As Molefi Kete Asante states in Afrocentricity (1980):

“Culture is a way of looking at, interpreting, and giving meaning to reality.”
(Molefi Kete Asante, Afrocentricity, 1980)

Answering the call of culture means more than dressing African — it means thinking African, governing African, educating African, loving African.
It means daring to believe that our indigenous systems of wisdom — in law, medicine, spirituality, and leadership — are not inferior relics, but foundations for a thriving future.

Reclaiming with Pride, Not Performance

To answer culture’s call, the Prodigal African must move from performance to possession.
We must:

  • Speak our languages intentionally, recognizing language as a carrier of worldview.
  • Honor our ceremonies not as “cute customs,” but as rites that hold generational wisdom.
  • Build families and communities around African concepts of communalism and extended kinship, rather than Western individualism.
  • Center African philosophy — such as Ubuntu (“I am because we are”) — in our education, governance, and entrepreneurship.

This reclamation must be done with pride, not apology. Not as an exotic ornament to a Westernized life, but as the bedrock of a renewed civilization.

“We are the dream of the ancestors,” Dr. John Henrik Clarke reminds us.
(John Henrik Clarke, Lecture Series on African World History, 1994)

See Also

We are not returning to Africa as beggars or tourists — we are returning as heirs and builders.

Culture Is Home, Not Holiday

Culture is not an outfit to be paraded on International Day.
It is the soul-cloth you wear every day, even when no one is watching.
It is the architecture of your spirit, the heartbeat of your purpose.

Answering the call of culture is answering the call of destiny.
It is standing where your ancestors stood, not in the dust of defeat, but in the light of dignity.

Culture isn’t a costume. It’s a calling.
Answer it with pride. Build with it. Live from it. Heal through it.

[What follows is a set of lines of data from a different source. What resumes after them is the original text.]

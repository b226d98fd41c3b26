//! Remote data access for the Vitrine storefront renderer.
//!
//! This crate provides:
//! - `Transport` - The outbound HTTP seam
//! - `FetchClient` - Single-shot cache-busted JSON fetches
//! - `Clock` - Timestamp source for cache busting
//! - `StaticTransport` - In-memory transport for previews and tests

mod cache_bust;
mod client;
mod clock;
mod static_transport;
mod transport;

pub use cache_bust::*;
pub use client::*;
pub use clock::*;
pub use static_transport::*;
pub use transport::*;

The Prodigal African does not just come home to Africa —
He comes home to himself.


References:

  1. Ngũgĩ wa Thiong’o. Decolonising the Mind: The Politics of Language in African Literature. Heinemann, 1986.
  2. Molefi Kete Asante. Afrocentricity: The Theory of Social Change. Amulefi Publishing Company, 1980.
  3. John Henrik Clarke. African World History Lecture Series. 1994.